- Your objective:
Starting with the first line, output the data exactly, through to the last line.

** Opening Provided material block **

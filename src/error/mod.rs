//! Error handling module for export operations.
//!
//! This module provides the crate-wide error surface:
//! - A single top-level [`ExportError`] wrapping more specific kinds
//! - A [`Result`] alias used by every fallible operation
//! - `From` conversions so errors propagate with `?`
//!
//! Every error is fatal for the export: there is no retry and no partial
//! recovery anywhere in the crate. Artifacts already flushed to disk when
//! an error occurs are left behind for the caller to discard.

pub mod kinds;

// Re-export commonly used types
pub use kinds::{
    ConfigError, ConnectionError, EncodingError, ExportError, MetadataError, QueryError, Result,
    ServerError,
};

** Closing Provided material block **

- Written answer:
filename src/error/mod.rs
//! Error handling module for export operations.
//!
//! This module provides the crate-wide error surface:
//! - A single top-level [`ExportError`] wrapping more specific kinds
//! - A [`Result`] alias used by every fallible operation
//! - `From` conversions so errors propagate with `?`
//!
//! Every error is fatal for the export: there is no retry and no partial
//! recovery anywhere in the crate. Artifacts already flushed to disk when
//! an error occurs are left behind for the caller to discard.

pub mod kinds;

// Re-export commonly used types
pub use kinds::{
    ConfigError, ConnectionError, EncodingError, ExportError, MetadataError, QueryError, Result,
    ServerError,
};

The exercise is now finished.